__SUPPLIED ENTRIES__
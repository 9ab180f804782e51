//! OpenAPI documentation

use axum::Router;
use utoipa::OpenApi;
use utoipa_swagger_ui::SwaggerUi;

use crate::api::{approvals, books, genres, health, loans, settings, users};

#[derive(OpenApi)]
#[openapi(
    info(
        title = "Pustaka API",
        version = "1.0.0",
        description = "Digital Library Management REST API",
        license(name = "AGPL-3.0", url = "https://www.gnu.org/licenses/agpl-3.0.html")
    ),
    servers(
        (url = "/api/v1", description = "API v1")
    ),
    paths(
        // Health
        health::health_check,
        health::readiness_check,
        // Catalog
        books::list_books,
        books::get_book,
        books::create_book,
        genres::list_genres,
        // Approvals
        approvals::list_pending_books,
        approvals::decide_book,
        // Loans
        loans::list_loans,
        loans::create_loan,
        loans::decide_loan,
        loans::return_loan,
        users::get_user_loans,
        // Settings
        settings::get_fine_settings,
        settings::update_fine_settings,
    ),
    components(
        schemas(
            // Catalog
            crate::models::book::Book,
            crate::models::book::BookSummary,
            crate::models::book::CreateBook,
            crate::models::book::ApprovalStatus,
            crate::models::book::ApprovalDecision,
            crate::models::genre::Genre,
            // Loans
            crate::models::loan::Loan,
            crate::models::loan::LoanDetails,
            crate::models::loan::LoanStatus,
            crate::models::loan::LoanDecision,
            crate::models::loan::FineSettings,
            loans::CreateLoanRequest,
            loans::LoanResponse,
            loans::DecideLoanRequest,
            loans::ReturnLoanRequest,
            loans::ReturnResponse,
            // Approvals
            approvals::DecideBookRequest,
            // Users
            crate::models::user::User,
            // Health
            health::HealthResponse,
            // Errors
            crate::error::ErrorResponse,
        )
    ),
    tags(
        (name = "health", description = "Health check endpoints"),
        (name = "books", description = "Catalog browsing and staff submission"),
        (name = "approvals", description = "Admin approval workflow"),
        (name = "loans", description = "Borrow, decision and return workflow"),
        (name = "settings", description = "Fine and duration policy")
    )
)]
pub struct ApiDoc;

/// Create the OpenAPI documentation router
pub fn create_openapi_router() -> Router {
    Router::new()
        .merge(SwaggerUi::new("/swagger-ui").url("/api-docs/openapi.json", ApiDoc::openapi()))
}
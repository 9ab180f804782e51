//! Repository layer for database operations

pub mod books;
pub mod genres;
pub mod loans;
pub mod settings;
pub mod users;

use sqlx::{Pool, Postgres};

/// Main repository struct holding database connection pool
#[derive(Clone)]
pub struct Repository {
    pub pool: Pool<Postgres>,
    pub books: books::BooksRepository,
    pub genres: genres::GenresRepository,
    pub loans: loans::LoansRepository,
    pub settings: settings::SettingsRepository,
    pub users: users::UsersRepository,
}

impl Repository {
    /// Create a new repository with the given database pool
    pub fn new(pool: Pool<Postgres>) -> Self {
        Self {
            books: books::BooksRepository::new(pool.clone()),
            genres: genres::GenresRepository::new(pool.clone()),
            loans: loans::LoansRepository::new(pool.clone()),
            settings: settings::SettingsRepository::new(pool.clone()),
            users: users::UsersRepository::new(pool.clone()),
            pool,
        }
    }
}
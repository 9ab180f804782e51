//! Pustaka Library Management System
//!
//! A Rust REST API server for a digital library: role-gated catalog
//! browsing, a staff-to-admin book approval pipeline, and a transactional
//! borrow/return engine with fine calculation.

use std::sync::Arc;

pub mod api;
pub mod config;
pub mod error;
pub mod models;
pub mod repository;
pub mod services;

pub use config::AppConfig;
pub use error::{AppError, AppResult};

/// Application state shared across all handlers
#[derive(Clone)]
pub struct AppState {
    pub config: Arc<AppConfig>,
    pub services: Arc<services::Services>,
}
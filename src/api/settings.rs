//! Fine settings endpoints (admin only)

use axum::{extract::State, Json};

use crate::{error::AppResult, models::loan::FineSettings};

use super::AuthenticatedUser;

/// Get the fine/duration policy
#[utoipa::path(
    get,
    path = "/settings/fines",
    tag = "settings",
    security(("bearer_auth" = [])),
    responses(
        (status = 200, description = "Current fine settings", body = FineSettings),
        (status = 403, description = "Administrator privileges required")
    )
)]
pub async fn get_fine_settings(
    State(state): State<crate::AppState>,
    AuthenticatedUser(claims): AuthenticatedUser,
) -> AppResult<Json<FineSettings>> {
    claims.require_admin()?;

    let settings = state.services.settings.get_fine_settings().await?;
    Ok(Json(settings))
}

/// Update the fine/duration policy
#[utoipa::path(
    put,
    path = "/settings/fines",
    tag = "settings",
    security(("bearer_auth" = [])),
    request_body = FineSettings,
    responses(
        (status = 200, description = "Settings updated", body = FineSettings),
        (status = 400, description = "Invalid values"),
        (status = 403, description = "Administrator privileges required")
    )
)]
pub async fn update_fine_settings(
    State(state): State<crate::AppState>,
    AuthenticatedUser(claims): AuthenticatedUser,
    Json(request): Json<FineSettings>,
) -> AppResult<Json<FineSettings>> {
    claims.require_admin()?;

    let settings = state.services.settings.update_fine_settings(request).await?;
    Ok(Json(settings))
}
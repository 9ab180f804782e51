//! Error types for Pustaka server

use axum::{
    http::StatusCode,
    response::{IntoResponse, Response},
    Json,
};
use serde::Serialize;
use thiserror::Error;

/// Machine-readable error codes carried in every error response
#[derive(Debug, Clone, Copy, PartialEq, Eq)]
#[repr(u32)]
pub enum ErrorCode {
    Success = 0,
    Failure = 1,
    NotAuthenticated = 2,
    NotAuthorized = 3,
    DbFailure = 4,
    NoSuchRecord = 5,
    NotApproved = 6,
    OutOfStock = 7,
    AlreadyBorrowed = 8,
    InvalidState = 9,
    BadValue = 10,
}

/// Main application error type
#[derive(Error, Debug)]
pub enum AppError {
    #[error("Authentication failed: {0}")]
    Authentication(String),

    #[error("Authorization failed: {0}")]
    Authorization(String),

    #[error("Not found: {0}")]
    NotFound(String),

    #[error("Not approved: {0}")]
    NotApproved(String),

    #[error("Out of stock: {0}")]
    OutOfStock(String),

    #[error("Already borrowed: {0}")]
    AlreadyBorrowed(String),

    #[error("Invalid state: {0}")]
    InvalidState(String),

    #[error("Validation error: {0}")]
    Validation(String),

    #[error("Database error: {0}")]
    Database(#[from] sqlx::Error),
}

impl From<validator::ValidationErrors> for AppError {
    fn from(e: validator::ValidationErrors) -> Self {
        AppError::Validation(e.to_string())
    }
}

/// Error response body
#[derive(Serialize, utoipa::ToSchema)]
pub struct ErrorResponse {
    pub code: u32,
    pub error: String,
    pub message: String,
}

impl IntoResponse for AppError {
    fn into_response(self) -> Response {
        let (status, code, message) = match &self {
            AppError::Authentication(msg) => {
                (StatusCode::UNAUTHORIZED, ErrorCode::NotAuthenticated, msg.clone())
            }
            AppError::Authorization(msg) => {
                (StatusCode::FORBIDDEN, ErrorCode::NotAuthorized, msg.clone())
            }
            AppError::NotFound(msg) => {
                (StatusCode::NOT_FOUND, ErrorCode::NoSuchRecord, msg.clone())
            }
            AppError::NotApproved(msg) => {
                (StatusCode::BAD_REQUEST, ErrorCode::NotApproved, msg.clone())
            }
            AppError::OutOfStock(msg) => {
                (StatusCode::BAD_REQUEST, ErrorCode::OutOfStock, msg.clone())
            }
            AppError::AlreadyBorrowed(msg) => {
                (StatusCode::BAD_REQUEST, ErrorCode::AlreadyBorrowed, msg.clone())
            }
            AppError::InvalidState(msg) => {
                (StatusCode::CONFLICT, ErrorCode::InvalidState, msg.clone())
            }
            AppError::Validation(msg) => {
                (StatusCode::BAD_REQUEST, ErrorCode::BadValue, msg.clone())
            }
            AppError::Database(e) => {
                tracing::error!("Database error: {:?}", e);
                (
                    StatusCode::INTERNAL_SERVER_ERROR,
                    ErrorCode::DbFailure,
                    "Database error".to_string(),
                )
            }
        };

        let body = Json(ErrorResponse {
            code: code as u32,
            error: format!("{:?}", code),
            message,
        });

        (status, body).into_response()
    }
}

/// Result type alias for application operations
pub type AppResult<T> = Result<T, AppError>;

__EXERCISE AIM__
Reproduce every line of the listing above in which the string "NotAuthorized" appears.

__ANSWER AREA__
    NotAuthorized = 3,
                (StatusCode::FORBIDDEN, ErrorCode::NotAuthorized, msg.clone())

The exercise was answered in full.